Dada la falta de datos objetivos sobre la discapacidad las aseguradoras toman como referencia las pocas y excepcionales experiencias que han tenido con clientes discapacitados. Así, la mayoría de las pólizas excluyen a sus solicitantes estableciendo como umbral el grado de discapacidad. Si tenemos en cuenta que las condiciones generales de las pólizas de seguros de asistencia sanitaria ignoran de su cobertura las lesiones o tratamientos que el asegurado parecía antes de formalizar el contrato, es fácil concluir la utilidad que un seguro así tendrá para las personas con discapacidad: ninguna.

Como vemos, poner a cubierto la vida y dejar las propiedades a buen recaudo después de dejar este mundo puede ser una utopía para una persona discapacitada, ya sea física o mental. Lo denuncia igualmente el Comité Español de Representantes de Personas con Discapacidad (CERMI) con un informe cuyas principales conclusiones arrojan luz sobre tres hechos irrefutables: el deficiente conocimiento del verdadero alcance de la discapacidad, la ignorancia de la evolución de las personas con discapacidad y la existencia de prejuicios sobre sus características.

La discapacidad siempre ha sido considerada como algo “incómodo” en la sociedad. En la historia, enfermedades contagiosas como la lepra o la peste derivaban en una discapacidad de por vida. Acumulando experiencias el colectivo imaginario terminó por fusionar la discapacidad con lo contagioso, lo impuro, y relegaba al que lo sufría a la más absoluta marginalidad. Aún hoy se relaciona inconscientemente la discapacidad como algo negativo.

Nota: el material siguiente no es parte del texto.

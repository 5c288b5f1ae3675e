//! Page-view reporter
//!
//! Reports a page view on mount and on every navigation, and a page exit on
//! unload. Reporting is best-effort: failures are logged at debug level and
//! never reach the caller, and nothing is retried or queued.

use std::sync::atomic::{AtomicBool, Ordering};
use std::sync::Arc;
use tokio::sync::{oneshot, watch};
use tokio::task::JoinHandle;

use super::environment::Environment;
use super::events::{PageExitEvent, PageViewEvent};
use super::session::SessionIdentifier;
use super::transport::Transport;

/// Receives the endpoint's response to a page view
pub type PageViewCallback = Arc<dyn Fn(serde_json::Value) + Send + Sync>;

pub struct PageViewReporter {
    endpoint: String,
    environment: Arc<dyn Environment>,
    transport: Arc<dyn Transport>,
    session: SessionIdentifier,
    on_page_view: Option<PageViewCallback>,
}

impl PageViewReporter {
    pub fn new(
        endpoint: impl Into<String>,
        environment: Arc<dyn Environment>,
        transport: Arc<dyn Transport>,
        session: SessionIdentifier,
    ) -> Self {
        Self {
            endpoint: endpoint.into(),
            environment,
            transport,
            session,
            on_page_view: None,
        }
    }

    /// Forward successful page-view responses to `callback`
    pub fn with_callback(mut self, callback: PageViewCallback) -> Self {
        self.on_page_view = Some(callback);
        self
    }

    pub fn endpoint(&self) -> &str {
        &self.endpoint
    }

    /// Session id for this context, created on first use
    pub fn session_id(&self) -> String {
        self.session.get_or_create()
    }

    /// POST a page view; returns the response body if there was one
    pub async fn send_page_view(&self, session_id: &str) -> Option<serde_json::Value> {
        let event = PageViewEvent::capture(self.environment.as_ref(), session_id);
        let body = match event.encode() {
            Ok(body) => body,
            Err(e) => {
                tracing::debug!(kind = %e.kind(), error = %e, "Failed to encode page view");
                return None;
            }
        };

        match self.transport.post_json(&self.endpoint, &body).await {
            Ok(response) => {
                tracing::debug!(page = %event.page, "Page view reported");
                response
            }
            Err(e) => {
                tracing::debug!(kind = %e.kind(), error = %e, page = %event.page, "Page view not reported");
                None
            }
        }
    }

    /// Send a page view and hand any response to the callback
    pub async fn track_page_view(&self) {
        let session_id = self.session_id();
        if let Some(response) = self.send_page_view(&session_id).await {
            self.notify(response);
        }
    }

    /// Queue the exit beacon; false when the transport could not queue it
    pub fn send_page_exit(&self, session_id: &str) -> bool {
        let event = PageExitEvent::capture(self.environment.as_ref(), session_id);
        let body = match event.encode() {
            Ok(body) => body,
            Err(e) => {
                tracing::debug!(kind = %e.kind(), error = %e, "Failed to encode page exit");
                return false;
            }
        };

        let queued = self.transport.send_beacon(&self.endpoint, body);
        if !queued {
            tracing::debug!(page = %event.page, "Page exit beacon not queued");
        }
        queued
    }

    fn notify(&self, response: serde_json::Value) {
        if let Some(callback) = &self.on_page_view {
            callback(response);
        }
    }

    /// Attach to a navigation stream
    ///
    /// Reports the initial view immediately and one view per change on
    /// `navigation`. [`MountedReporter::unload`] sends the exit beacon;
    /// dropping or unmounting detaches without one.
    pub fn mount<T>(self: Arc<Self>, mut navigation: watch::Receiver<T>) -> MountedReporter
    where
        T: Send + Sync + 'static,
    {
        let session_id = self.session_id();
        let live = Arc::new(AtomicBool::new(true));
        let (unload_tx, mut unload_rx) = oneshot::channel::<()>();

        let reporter = self;
        let task_live = live.clone();
        let task_session = session_id.clone();

        let task = tokio::spawn(async move {
            navigation.borrow_and_update();
            reporter.spawn_view(&task_session, &task_live);

            let mut listening = true;
            loop {
                tokio::select! {
                    changed = navigation.changed(), if listening => match changed {
                        Ok(()) => {
                            navigation.borrow_and_update();
                            reporter.spawn_view(&task_session, &task_live);
                        }
                        // Navigation source is gone; unload can still happen
                        Err(_) => listening = false,
                    },
                    unload = &mut unload_rx => {
                        if unload.is_ok() {
                            reporter.send_page_exit(&task_session);
                        }
                        break;
                    }
                }
            }
            task_live.store(false, Ordering::SeqCst);
        });

        tracing::debug!(session_id = %session_id, "Page view reporter mounted");

        MountedReporter {
            task: Some(task),
            unload: Some(unload_tx),
            live,
            session_id,
        }
    }

    fn spawn_view(self: &Arc<Self>, session_id: &str, live: &Arc<AtomicBool>) {
        let reporter = self.clone();
        let session_id = session_id.to_string();
        let live = live.clone();
        tokio::spawn(async move {
            if let Some(response) = reporter.send_page_view(&session_id).await {
                // Resolution after unmount is ignored
                if live.load(Ordering::SeqCst) {
                    reporter.notify(response);
                }
            }
        });
    }
}

/// A reporter attached to a context
pub struct MountedReporter {
    task: Option<JoinHandle<()>>,
    unload: Option<oneshot::Sender<()>>,
    live: Arc<AtomicBool>,
    session_id: String,
}

impl MountedReporter {
    pub fn session_id(&self) -> &str {
        &self.session_id
    }

    pub fn is_live(&self) -> bool {
        self.live.load(Ordering::SeqCst)
    }

    /// The context is going away: send the exit beacon and detach
    pub async fn unload(mut self) {
        if let Some(unload) = self.unload.take() {
            let _ = unload.send(());
        }
        if let Some(task) = self.task.take() {
            let _ = task.await;
        }
        self.live.store(false, Ordering::SeqCst);
    }

    /// Detach without reporting an exit
    pub fn unmount(mut self) {
        self.detach();
    }

    fn detach(&mut self) {
        self.live.store(false, Ordering::SeqCst);
        self.unload.take();
        if let Some(task) = self.task.take() {
            task.abort();
        }
    }
}

impl Drop for MountedReporter {
    fn drop(&mut self) {
        self.detach();
    }
}

#[cfg(test)]
mod tests {
    use super::*;
    use crate::analytics::environment::FixedEnvironment;
    use crate::analytics::error::{ReportError, ReportResult};
    use crate::analytics::session::MemorySessionStore;
    use async_trait::async_trait;
    use std::sync::Mutex;
    use std::time::Duration;

    #[derive(Default)]
    struct FakeTransport {
        posts: Mutex<Vec<serde_json::Value>>,
        beacons: Mutex<Vec<serde_json::Value>>,
        response: Option<serde_json::Value>,
        fail: bool,
    }

    impl FakeTransport {
        fn posts(&self) -> Vec<serde_json::Value> {
            self.posts.lock().unwrap().clone()
        }

        fn beacons(&self) -> Vec<serde_json::Value> {
            self.beacons.lock().unwrap().clone()
        }
    }

    #[async_trait]
    impl Transport for FakeTransport {
        async fn post_json(&self, _url: &str, body: &serde_json::Value) -> ReportResult<Option<serde_json::Value>> {
            self.posts.lock().unwrap().push(body.clone());
            if self.fail {
                return Err(ReportError::Status {
                    status: 503,
                    message: "down".to_string(),
                });
            }
            Ok(self.response.clone())
        }

        fn send_beacon(&self, _url: &str, body: String) -> bool {
            self.beacons
                .lock()
                .unwrap()
                .push(serde_json::from_str(&body).unwrap());
            true
        }
    }

    fn reporter(env: Arc<FixedEnvironment>, transport: Arc<FakeTransport>) -> PageViewReporter {
        PageViewReporter::new(
            "http://analytics.test/track",
            env,
            transport,
            SessionIdentifier::new(Arc::new(MemorySessionStore::new())),
        )
    }

    async fn wait_until(cond: impl Fn() -> bool) {
        tokio::time::timeout(Duration::from_secs(5), async {
            while !cond() {
                tokio::task::yield_now().await;
            }
        })
        .await
        .expect("condition not reached");
    }

    #[tokio::test]
    async fn test_unload_sends_exit_beacon_once() {
        let env = Arc::new(FixedEnvironment::new("/"));
        let transport = Arc::new(FakeTransport::default());
        let reporter = Arc::new(reporter(env, transport.clone()));

        let (_nav_tx, nav_rx) = watch::channel("/".to_string());
        let mounted = reporter.mount(nav_rx);
        wait_until(|| transport.posts().len() == 1).await;

        mounted.unload().await;

        let posts = transport.posts();
        let beacons = transport.beacons();
        assert_eq!(beacons.len(), 1);
        assert_eq!(beacons[0]["event"], "page_exit");
        assert_eq!(beacons[0]["session_id"], posts[0]["session_id"]);
        assert!(beacons[0]["session_time"].is_u64());
    }

    #[tokio::test]
    async fn test_navigation_reports_each_page() {
        let env = Arc::new(FixedEnvironment::new("/dashboard"));
        let transport = Arc::new(FakeTransport::default());
        let reporter = Arc::new(reporter(env.clone(), transport.clone()));

        let (nav_tx, nav_rx) = watch::channel("/dashboard".to_string());
        let mounted = reporter.mount(nav_rx);
        wait_until(|| transport.posts().len() == 1).await;

        env.set_page("/charts");
        nav_tx.send("/charts".to_string()).unwrap();
        wait_until(|| transport.posts().len() == 2).await;

        let posts = transport.posts();
        assert_eq!(posts[0]["page"], "/dashboard");
        assert_eq!(posts[1]["page"], "/charts");
        assert_eq!(posts[0]["session_id"], posts[1]["session_id"]);
        assert_eq!(posts[0]["session_id"], mounted.session_id());

        mounted.unmount();
        assert!(transport.beacons().is_empty());
    }

    #[tokio::test]
    async fn test_response_forwarded_to_callback() {
        let env = Arc::new(FixedEnvironment::new("/"));
        let transport = Arc::new(FakeTransport {
            response: Some(serde_json::json!({"status": "tracked"})),
            ..Default::default()
        });
        let received = Arc::new(Mutex::new(Vec::<serde_json::Value>::new()));
        let sink = received.clone();
        let reporter = Arc::new(
            reporter(env, transport).with_callback(Arc::new(move |v: serde_json::Value| sink.lock().unwrap().push(v))),
        );

        let (_nav_tx, nav_rx) = watch::channel(());
        let _mounted = reporter.mount(nav_rx);
        wait_until(|| received.lock().unwrap().len() == 1).await;

        assert_eq!(received.lock().unwrap()[0]["status"], "tracked");
    }

    #[tokio::test]
    async fn test_transport_failure_is_swallowed() {
        let env = Arc::new(FixedEnvironment::new("/"));
        let transport = Arc::new(FakeTransport {
            fail: true,
            ..Default::default()
        });
        let called = Arc::new(AtomicBool::new(false));
        let flag = called.clone();
        let reporter = reporter(env, transport.clone())
            .with_callback(Arc::new(move |_: serde_json::Value| flag.store(true, Ordering::SeqCst)));

        let session_id = reporter.session_id();
        assert!(reporter.send_page_view(&session_id).await.is_none());
        reporter.track_page_view().await;

        assert_eq!(transport.posts().len(), 2);
        assert!(!called.load(Ordering::SeqCst));
    }

    #[tokio::test]
    async fn test_closed_navigation_still_unloads() {
        let env = Arc::new(FixedEnvironment::new("/"));
        let transport = Arc::new(FakeTransport::default());
        let reporter = Arc::new(reporter(env, transport.clone()));

        let (nav_tx, nav_rx) = watch::channel(0u32);
        let mounted = reporter.mount(nav_rx);
        drop(nav_tx);
        wait_until(|| transport.posts().len() == 1).await;

        assert!(mounted.is_live());
        mounted.unload().await;
        assert_eq!(transport.beacons().len(), 1);
    }
}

Al igual que un local de uso público debe cumplir hoy en día con estándares de accesibilidad marcados por la ley nacional e internacional, cualquier empresa que preste un servicio de seguros debe llevar a cabo los estudios y análisis pertinentes para determinar el riesgo y cobertura de una persona con discapacidad sobre la base de los cuestionarios y mucho más allá del prejuicio. La recopilación de datos es esencial para comprender que una deficiencia física o mental no tiene por qué poner en riesgo la salud o reducir la esperanza de vida.

Y nosotros, como ciudadanos, también tenemos un compromiso que mantener: poner todo lo que esté de nuestra mano para terminar con el desconocimiento, empezando por nosotros mismos. Preguntar, mucho, pero preguntar bien.